Collected data entries:

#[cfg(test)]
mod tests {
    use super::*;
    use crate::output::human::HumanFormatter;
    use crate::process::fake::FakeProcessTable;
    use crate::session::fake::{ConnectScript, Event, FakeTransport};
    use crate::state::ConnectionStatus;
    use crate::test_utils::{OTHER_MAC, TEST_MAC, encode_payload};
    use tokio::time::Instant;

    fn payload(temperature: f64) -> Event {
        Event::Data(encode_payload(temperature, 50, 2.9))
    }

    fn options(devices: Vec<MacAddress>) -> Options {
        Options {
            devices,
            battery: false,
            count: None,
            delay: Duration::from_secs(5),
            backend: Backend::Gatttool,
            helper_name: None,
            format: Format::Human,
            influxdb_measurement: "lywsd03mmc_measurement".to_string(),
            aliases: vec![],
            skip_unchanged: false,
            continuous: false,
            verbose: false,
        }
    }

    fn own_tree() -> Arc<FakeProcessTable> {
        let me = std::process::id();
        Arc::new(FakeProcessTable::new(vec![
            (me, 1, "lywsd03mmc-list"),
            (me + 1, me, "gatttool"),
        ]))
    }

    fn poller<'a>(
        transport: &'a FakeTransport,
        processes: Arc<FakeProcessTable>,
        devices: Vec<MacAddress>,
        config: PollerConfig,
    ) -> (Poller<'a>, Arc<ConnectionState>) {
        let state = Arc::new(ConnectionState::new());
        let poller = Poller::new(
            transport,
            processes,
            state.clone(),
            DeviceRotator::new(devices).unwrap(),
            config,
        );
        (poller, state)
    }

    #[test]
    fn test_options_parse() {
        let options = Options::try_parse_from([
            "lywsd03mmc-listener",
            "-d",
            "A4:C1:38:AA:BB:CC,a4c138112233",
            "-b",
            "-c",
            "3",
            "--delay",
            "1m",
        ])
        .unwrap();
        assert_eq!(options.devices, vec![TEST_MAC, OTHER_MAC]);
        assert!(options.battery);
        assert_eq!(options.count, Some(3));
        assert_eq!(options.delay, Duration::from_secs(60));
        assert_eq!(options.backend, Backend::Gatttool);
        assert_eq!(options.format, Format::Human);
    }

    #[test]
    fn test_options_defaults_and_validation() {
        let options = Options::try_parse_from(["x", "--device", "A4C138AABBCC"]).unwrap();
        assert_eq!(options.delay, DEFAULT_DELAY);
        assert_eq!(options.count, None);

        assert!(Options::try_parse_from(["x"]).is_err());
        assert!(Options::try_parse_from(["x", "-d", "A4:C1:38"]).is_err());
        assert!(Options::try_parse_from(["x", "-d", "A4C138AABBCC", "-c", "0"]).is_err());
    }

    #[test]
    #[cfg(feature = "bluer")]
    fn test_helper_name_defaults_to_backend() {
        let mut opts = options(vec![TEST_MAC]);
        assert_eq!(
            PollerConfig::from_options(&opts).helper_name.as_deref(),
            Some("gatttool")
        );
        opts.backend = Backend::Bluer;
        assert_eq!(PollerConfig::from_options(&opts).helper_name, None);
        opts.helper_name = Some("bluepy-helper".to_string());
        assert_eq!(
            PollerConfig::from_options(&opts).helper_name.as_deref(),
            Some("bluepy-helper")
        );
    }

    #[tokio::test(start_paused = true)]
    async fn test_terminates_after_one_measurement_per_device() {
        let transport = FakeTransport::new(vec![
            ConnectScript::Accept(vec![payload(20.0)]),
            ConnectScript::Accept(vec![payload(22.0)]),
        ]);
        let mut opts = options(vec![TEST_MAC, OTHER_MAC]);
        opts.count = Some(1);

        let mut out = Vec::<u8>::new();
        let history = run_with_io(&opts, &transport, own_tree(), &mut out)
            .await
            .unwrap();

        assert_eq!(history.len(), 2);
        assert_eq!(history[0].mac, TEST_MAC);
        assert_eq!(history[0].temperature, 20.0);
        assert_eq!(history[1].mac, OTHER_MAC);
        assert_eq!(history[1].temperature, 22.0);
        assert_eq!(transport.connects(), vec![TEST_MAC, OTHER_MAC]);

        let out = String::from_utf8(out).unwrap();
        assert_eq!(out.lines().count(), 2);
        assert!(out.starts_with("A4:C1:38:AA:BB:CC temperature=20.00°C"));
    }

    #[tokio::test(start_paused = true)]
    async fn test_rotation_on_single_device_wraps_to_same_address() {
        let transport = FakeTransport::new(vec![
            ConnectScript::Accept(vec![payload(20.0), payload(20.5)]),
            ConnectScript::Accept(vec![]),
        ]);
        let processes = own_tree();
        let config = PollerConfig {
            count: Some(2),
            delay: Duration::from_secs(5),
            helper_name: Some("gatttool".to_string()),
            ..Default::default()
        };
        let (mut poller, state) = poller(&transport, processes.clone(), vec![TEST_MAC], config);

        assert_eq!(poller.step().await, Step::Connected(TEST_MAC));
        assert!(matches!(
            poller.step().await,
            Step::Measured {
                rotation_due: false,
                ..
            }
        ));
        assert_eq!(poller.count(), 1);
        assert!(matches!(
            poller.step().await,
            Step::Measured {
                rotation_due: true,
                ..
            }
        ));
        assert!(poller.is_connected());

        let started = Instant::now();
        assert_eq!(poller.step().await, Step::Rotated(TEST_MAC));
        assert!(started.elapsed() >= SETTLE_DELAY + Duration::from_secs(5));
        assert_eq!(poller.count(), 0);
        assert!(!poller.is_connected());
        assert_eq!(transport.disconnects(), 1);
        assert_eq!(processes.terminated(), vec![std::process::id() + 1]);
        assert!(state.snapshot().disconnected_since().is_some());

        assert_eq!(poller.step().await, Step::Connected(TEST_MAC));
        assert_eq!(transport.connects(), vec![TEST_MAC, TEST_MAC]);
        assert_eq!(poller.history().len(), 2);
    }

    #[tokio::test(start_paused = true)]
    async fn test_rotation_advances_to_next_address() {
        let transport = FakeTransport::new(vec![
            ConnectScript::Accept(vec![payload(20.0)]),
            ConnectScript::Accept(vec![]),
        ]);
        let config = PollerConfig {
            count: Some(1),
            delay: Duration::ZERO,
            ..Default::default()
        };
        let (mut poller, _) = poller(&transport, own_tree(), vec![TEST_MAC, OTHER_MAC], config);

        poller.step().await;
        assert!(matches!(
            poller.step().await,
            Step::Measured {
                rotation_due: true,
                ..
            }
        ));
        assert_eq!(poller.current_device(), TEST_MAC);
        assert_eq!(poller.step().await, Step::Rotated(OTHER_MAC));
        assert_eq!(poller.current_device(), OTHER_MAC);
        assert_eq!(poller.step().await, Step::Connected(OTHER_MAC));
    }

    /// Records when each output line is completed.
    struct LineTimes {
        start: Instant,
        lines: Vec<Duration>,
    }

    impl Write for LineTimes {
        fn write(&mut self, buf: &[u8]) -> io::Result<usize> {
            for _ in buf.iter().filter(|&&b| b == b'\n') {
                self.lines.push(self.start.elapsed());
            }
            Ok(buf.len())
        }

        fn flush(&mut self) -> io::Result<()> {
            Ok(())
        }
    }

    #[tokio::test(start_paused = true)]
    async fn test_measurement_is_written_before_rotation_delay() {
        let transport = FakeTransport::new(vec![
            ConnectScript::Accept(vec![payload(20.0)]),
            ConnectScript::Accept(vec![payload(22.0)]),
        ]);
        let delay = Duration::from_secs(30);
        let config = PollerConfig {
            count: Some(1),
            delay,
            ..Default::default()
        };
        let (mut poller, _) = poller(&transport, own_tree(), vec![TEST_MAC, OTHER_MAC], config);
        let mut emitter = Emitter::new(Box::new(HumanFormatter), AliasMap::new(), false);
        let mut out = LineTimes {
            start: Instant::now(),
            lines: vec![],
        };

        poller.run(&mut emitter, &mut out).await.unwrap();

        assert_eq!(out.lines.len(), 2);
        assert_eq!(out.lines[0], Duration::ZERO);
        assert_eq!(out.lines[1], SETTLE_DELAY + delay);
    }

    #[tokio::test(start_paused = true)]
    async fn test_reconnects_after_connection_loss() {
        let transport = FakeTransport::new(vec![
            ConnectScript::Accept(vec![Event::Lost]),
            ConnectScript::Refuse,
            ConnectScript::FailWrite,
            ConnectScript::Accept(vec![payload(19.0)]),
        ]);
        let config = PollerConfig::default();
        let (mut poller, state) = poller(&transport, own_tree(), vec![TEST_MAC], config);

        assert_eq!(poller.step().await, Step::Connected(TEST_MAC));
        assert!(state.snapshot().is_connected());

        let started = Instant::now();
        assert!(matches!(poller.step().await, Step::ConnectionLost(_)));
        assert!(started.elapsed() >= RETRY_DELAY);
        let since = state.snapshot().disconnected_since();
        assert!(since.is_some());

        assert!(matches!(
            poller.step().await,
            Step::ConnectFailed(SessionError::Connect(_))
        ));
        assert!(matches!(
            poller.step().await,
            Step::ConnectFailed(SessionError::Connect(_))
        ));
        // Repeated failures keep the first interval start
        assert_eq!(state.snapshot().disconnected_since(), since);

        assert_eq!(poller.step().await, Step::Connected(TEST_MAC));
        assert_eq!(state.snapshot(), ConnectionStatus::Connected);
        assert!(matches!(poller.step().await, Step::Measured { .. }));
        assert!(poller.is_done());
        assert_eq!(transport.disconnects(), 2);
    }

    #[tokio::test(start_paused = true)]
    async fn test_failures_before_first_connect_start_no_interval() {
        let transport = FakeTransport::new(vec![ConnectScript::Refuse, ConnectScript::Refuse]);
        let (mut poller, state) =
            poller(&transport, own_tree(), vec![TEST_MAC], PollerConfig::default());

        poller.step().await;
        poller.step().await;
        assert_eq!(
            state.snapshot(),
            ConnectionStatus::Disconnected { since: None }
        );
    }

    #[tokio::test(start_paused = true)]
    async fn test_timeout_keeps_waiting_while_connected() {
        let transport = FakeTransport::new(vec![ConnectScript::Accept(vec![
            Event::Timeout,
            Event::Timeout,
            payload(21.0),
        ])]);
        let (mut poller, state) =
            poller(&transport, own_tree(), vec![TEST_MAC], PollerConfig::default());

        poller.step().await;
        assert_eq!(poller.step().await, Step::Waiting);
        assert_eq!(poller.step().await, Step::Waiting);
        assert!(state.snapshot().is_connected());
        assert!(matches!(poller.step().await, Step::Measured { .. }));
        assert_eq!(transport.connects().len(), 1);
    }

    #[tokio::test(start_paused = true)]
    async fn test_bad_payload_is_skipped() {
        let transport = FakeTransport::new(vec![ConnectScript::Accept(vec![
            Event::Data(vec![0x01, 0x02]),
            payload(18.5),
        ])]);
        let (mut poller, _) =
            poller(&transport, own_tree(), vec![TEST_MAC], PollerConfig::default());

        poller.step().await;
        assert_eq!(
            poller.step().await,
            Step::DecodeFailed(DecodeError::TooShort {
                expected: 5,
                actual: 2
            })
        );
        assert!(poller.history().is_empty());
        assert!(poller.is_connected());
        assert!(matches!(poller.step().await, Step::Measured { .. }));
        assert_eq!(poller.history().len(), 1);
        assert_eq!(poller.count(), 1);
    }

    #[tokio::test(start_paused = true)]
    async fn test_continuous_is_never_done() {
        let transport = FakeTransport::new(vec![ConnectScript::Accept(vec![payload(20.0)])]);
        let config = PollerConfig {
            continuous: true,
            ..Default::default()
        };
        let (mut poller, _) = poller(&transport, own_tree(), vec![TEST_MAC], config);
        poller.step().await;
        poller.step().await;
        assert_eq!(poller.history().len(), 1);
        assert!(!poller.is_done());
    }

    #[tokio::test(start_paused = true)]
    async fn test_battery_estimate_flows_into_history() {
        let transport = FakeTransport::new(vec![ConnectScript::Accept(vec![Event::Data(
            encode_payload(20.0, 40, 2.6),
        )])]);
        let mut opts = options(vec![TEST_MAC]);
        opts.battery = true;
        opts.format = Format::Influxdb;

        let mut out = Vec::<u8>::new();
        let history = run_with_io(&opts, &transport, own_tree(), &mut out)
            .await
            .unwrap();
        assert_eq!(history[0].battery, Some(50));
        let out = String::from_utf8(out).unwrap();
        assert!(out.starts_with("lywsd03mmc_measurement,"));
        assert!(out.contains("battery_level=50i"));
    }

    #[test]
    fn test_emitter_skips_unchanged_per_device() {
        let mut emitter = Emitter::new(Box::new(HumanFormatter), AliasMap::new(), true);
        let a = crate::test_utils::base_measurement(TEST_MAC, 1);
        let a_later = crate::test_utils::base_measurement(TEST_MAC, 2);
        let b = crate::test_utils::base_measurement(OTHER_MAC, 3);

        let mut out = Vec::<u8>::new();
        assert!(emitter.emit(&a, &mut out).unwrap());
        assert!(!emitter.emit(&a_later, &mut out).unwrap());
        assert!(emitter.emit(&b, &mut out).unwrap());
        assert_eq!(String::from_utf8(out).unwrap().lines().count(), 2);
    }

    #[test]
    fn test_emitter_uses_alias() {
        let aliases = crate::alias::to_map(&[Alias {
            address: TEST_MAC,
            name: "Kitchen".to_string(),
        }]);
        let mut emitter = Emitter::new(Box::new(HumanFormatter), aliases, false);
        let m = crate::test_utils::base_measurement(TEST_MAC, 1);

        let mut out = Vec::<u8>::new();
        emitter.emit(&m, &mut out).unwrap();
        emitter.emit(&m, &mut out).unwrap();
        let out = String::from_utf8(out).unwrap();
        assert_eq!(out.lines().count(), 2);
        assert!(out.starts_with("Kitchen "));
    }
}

**Work request:**
Only the lines that hold the word "devices" are wanted; each should be pulled from the records.

**Answer section:**
    fn options(devices: Vec<MacAddress>) -> Options {
            devices,
        devices: Vec<MacAddress>,
            DeviceRotator::new(devices).unwrap(),
        assert_eq!(options.devices, vec![TEST_MAC, OTHER_MAC]);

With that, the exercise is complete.